Non le piace questa iniziativa inglese?
L'aborto è qualcosa che se si può evitare è meglio e, fatto salvo il fatto che la donna debba essere responsabile della sua maternità, non va assunto come una tecnica che abbia le caratteristiche del contraccettivo. Se si mira a una limitazione delle nascite oppure a indicazioni alla responsabilità è preferibile una campagna di educazione sessuale sulle tecniche preventive
La considera quindi una pubblicità diseducativa?
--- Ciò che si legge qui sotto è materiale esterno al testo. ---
#[cfg(test)]
mod tests {
    use async_trait::async_trait;
    use chrono::Duration;

    use super::*;
    use crate::{
        db::tests::harness::{create_sqlite_pool, plan, run_sqlite_migrations, seed_plans, test_now},
        events::HookError,
        models::UsageDelta,
    };

    async fn manager() -> (BillingPeriodManager, Arc<DbPool>, Arc<RenewalEventBus>) {
        let pool = create_sqlite_pool().await;
        run_sqlite_migrations(&pool).await;
        let db = Arc::new(DbPool::from_sqlite(pool));
        seed_plans(db.plans().as_ref()).await;
        let events = Arc::new(RenewalEventBus::new());
        let manager = BillingPeriodManager::new(db.clone(), plan("free", 0, 10), events.clone());
        (manager, db, events)
    }

    async fn add_usage(db: &DbPool, calls: i64, at: DateTime<Utc>) {
        db.usage()
            .increment(
                "user-1",
                BillingPeriod::containing(at),
                &UsageDelta::new("openai", calls, 0, 0),
                at,
            )
            .await
            .unwrap();
    }

    #[tokio::test]
    async fn test_resolve_without_subscription_is_free() {
        let (manager, _, _) = manager().await;
        let resolved = manager.resolve_subscription("user-1", test_now()).await.unwrap();
        assert!(resolved.is_synthesized());
        assert_eq!(resolved.plan.id, "free");
    }

    #[tokio::test]
    async fn test_subscribe_upgrade_from_free() {
        let (manager, db, events) = manager().await;
        let mut receiver = events.subscribe();
        add_usage(&db, 7, test_now()).await;

        let change = manager
            .subscribe("user-1", SubscribeRequest::new("pro", BillingCycle::Monthly), test_now())
            .await
            .unwrap();

        assert_eq!(change.record.renewal_type, RenewalType::Upgrade);
        assert_eq!(
            change.subscription.current_period_end,
            test_now() + Duration::days(30)
        );
        let snapshot = change.record.usage_before_renewal.clone().unwrap();
        assert_eq!(snapshot.total_calls, 7);

        let summary = db
            .usage()
            .get("user-1", BillingPeriod::containing(test_now()))
            .await
            .unwrap()
            .unwrap();
        assert!(summary.is_zero());

        let event = receiver.try_recv().unwrap();
        assert_eq!(event.plan_name, "PRO");
        assert_eq!(event.usage_before_renewal, Some(snapshot));
    }

    #[tokio::test]
    async fn test_subscribe_classifies_changes() {
        let (manager, _, _) = manager().await;
        let now = test_now();
        let first = manager
            .subscribe("user-1", SubscribeRequest::new("free", BillingCycle::Monthly), now)
            .await
            .unwrap();
        assert_eq!(first.record.renewal_type, RenewalType::New);

        let up = manager
            .subscribe("user-1", SubscribeRequest::new("team", BillingCycle::Yearly), now)
            .await
            .unwrap();
        assert_eq!(up.record.renewal_type, RenewalType::Upgrade);
        assert_eq!(up.subscription.id, first.subscription.id);

        let same = manager
            .subscribe("user-1", SubscribeRequest::new("team", BillingCycle::Yearly), now)
            .await
            .unwrap();
        assert_eq!(same.record.renewal_type, RenewalType::Renewal);

        let down = manager
            .subscribe("user-1", SubscribeRequest::new("pro", BillingCycle::Monthly), now)
            .await
            .unwrap();
        assert_eq!(down.record.renewal_type, RenewalType::Downgrade);
        assert_eq!(down.record.previous_plan_id.as_deref(), Some("team"));
    }

    #[tokio::test]
    async fn test_subscribe_unknown_plan() {
        let (manager, _, _) = manager().await;
        let err = manager
            .subscribe("user-1", SubscribeRequest::new("gold", BillingCycle::Monthly), test_now())
            .await
            .unwrap_err();
        assert!(matches!(err, MeterError::NotFound(_)));
    }

    struct RejectingHook;

    #[async_trait]
    impl RenewalHook for RejectingHook {
        async fn before_commit(&self, _event: &RenewalEvent) -> Result<(), HookError> {
            Err(HookError::retryable("payment provider unavailable"))
        }
    }

    #[tokio::test]
    async fn test_hook_failure_writes_nothing() {
        let (manager, db, events) = manager().await;
        let manager = manager.with_hook(Arc::new(RejectingHook));
        let mut receiver = events.subscribe();
        add_usage(&db, 3, test_now()).await;

        let err = manager
            .subscribe("user-1", SubscribeRequest::new("pro", BillingCycle::Monthly), test_now())
            .await
            .unwrap_err();
        assert!(matches!(
            err,
            MeterError::ExternalService {
                retry_suggested: true,
                ..
            }
        ));

        assert!(db.subscriptions().get_by_user("user-1").await.unwrap().is_none());
        assert!(db.renewals().list_by_user("user-1", 10).await.unwrap().is_empty());
        let summary = db
            .usage()
            .get("user-1", BillingPeriod::containing(test_now()))
            .await
            .unwrap()
            .unwrap();
        assert_eq!(summary.total_calls, 3);
        assert!(receiver.try_recv().is_err());
    }

    #[tokio::test]
    async fn test_auto_renew_uses_stored_boundary() {
        let (manager, db, events) = manager().await;
        let start = test_now();
        let change = manager
            .subscribe("user-1", SubscribeRequest::new("pro", BillingCycle::Monthly), start)
            .await
            .unwrap();
        let mut receiver = events.subscribe();

        let late = change.subscription.current_period_end + Duration::days(3);
        add_usage(&db, 4, late).await;

        let outcome = manager
            .advance_if_expired(change.subscription.clone(), late)
            .await
            .unwrap();
        assert_eq!(outcome.rollover, Rollover::Renewed);
        assert_eq!(
            outcome.subscription.current_period_start,
            change.subscription.current_period_end
        );
        assert_eq!(
            outcome.subscription.current_period_end,
            change.subscription.current_period_end + Duration::days(30)
        );

        // A second caller holding the stale row loses the race and sees the winner's row
        let again = manager
            .advance_if_expired(change.subscription.clone(), late)
            .await
            .unwrap();
        assert_eq!(again.rollover, Rollover::Superseded);
        assert_eq!(again.subscription, outcome.subscription);

        let history = db.renewals().list_by_user("user-1", 10).await.unwrap();
        assert_eq!(history.len(), 2);
        assert_eq!(history[0].renewal_type, RenewalType::Renewal);
        assert_eq!(
            history[0].usage_before_renewal.as_ref().map(|s| s.total_calls),
            Some(4)
        );

        let event = receiver.try_recv().unwrap();
        assert_eq!(event.renewal_type, RenewalType::Renewal);
        assert!(receiver.try_recv().is_err());
    }

    #[tokio::test]
    async fn test_no_auto_renew_expires() {
        let (manager, db, _) = manager().await;
        let mut request = SubscribeRequest::new("pro", BillingCycle::Monthly);
        request.auto_renew = false;
        let change = manager.subscribe("user-1", request, test_now()).await.unwrap();

        let late = change.subscription.current_period_end + Duration::seconds(1);
        let resolved = manager.resolve_subscription("user-1", late).await.unwrap();
        assert!(resolved.is_expired());

        let stored = db.subscriptions().get_by_user("user-1").await.unwrap().unwrap();
        assert_eq!(stored.status, SubscriptionStatus::Expired);
        // Expiry does not move the period or write history
        assert_eq!(stored.current_period_end, change.subscription.current_period_end);
        assert_eq!(db.renewals().list_by_user("user-1", 10).await.unwrap().len(), 1);

        // Subscribing again reactivates
        let renewed = manager
            .subscribe("user-1", SubscribeRequest::new("pro", BillingCycle::Monthly), late)
            .await
            .unwrap();
        assert_eq!(renewed.subscription.status, SubscriptionStatus::Active);
        assert_eq!(renewed.record.renewal_type, RenewalType::Renewal);
    }

    #[tokio::test]
    async fn test_within_period_is_unchanged() {
        let (manager, _, _) = manager().await;
        let change = manager
            .subscribe("user-1", SubscribeRequest::new("pro", BillingCycle::Monthly), test_now())
            .await
            .unwrap();
        let outcome = manager
            .advance_if_expired(change.subscription.clone(), test_now() + Duration::days(29))
            .await
            .unwrap();
        assert_eq!(outcome.rollover, Rollover::Unchanged);
        assert_eq!(outcome.subscription, change.subscription);
    }
}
Mi sembra una pubblicità che di fatto favorisce la superficialità e tratta l'aborto come fosse un contraccettivo, mentre deve essere scelto dalla donna per una situazione di emergenza. Non credo sia utile propagandarlo in questo modo.
La associazioni anti-abortiste inglesi hanno criticato la campagna dicendosi stupite dal fatto «che una cosa del genere possa essere stata autorizzata»
Una propaganda di questo tipo può di fatto favorire le relazioni sessuali non protette, non responsabili e non congifura più l'aborto come un'emergenza che in certe situazioni diventa legittima
Difficile pensare a un'operazione di questo tipo in Italia.
Difficile perchè è un'operazione che cambia la logica. L'aborto è un'emergenza da adottare in situazioni in cui non ci sono condizioni per generare, ferma restando la libertà della donna di scegliere la sua condizione. La legge è chiara. Invece mi sembra che questa campagna favorisca la leggerezza dell'attività sessuale, configurandolo non più come un'emergenza. Per indirizzare a una generatività responsabile serve invece una campagna preventiva.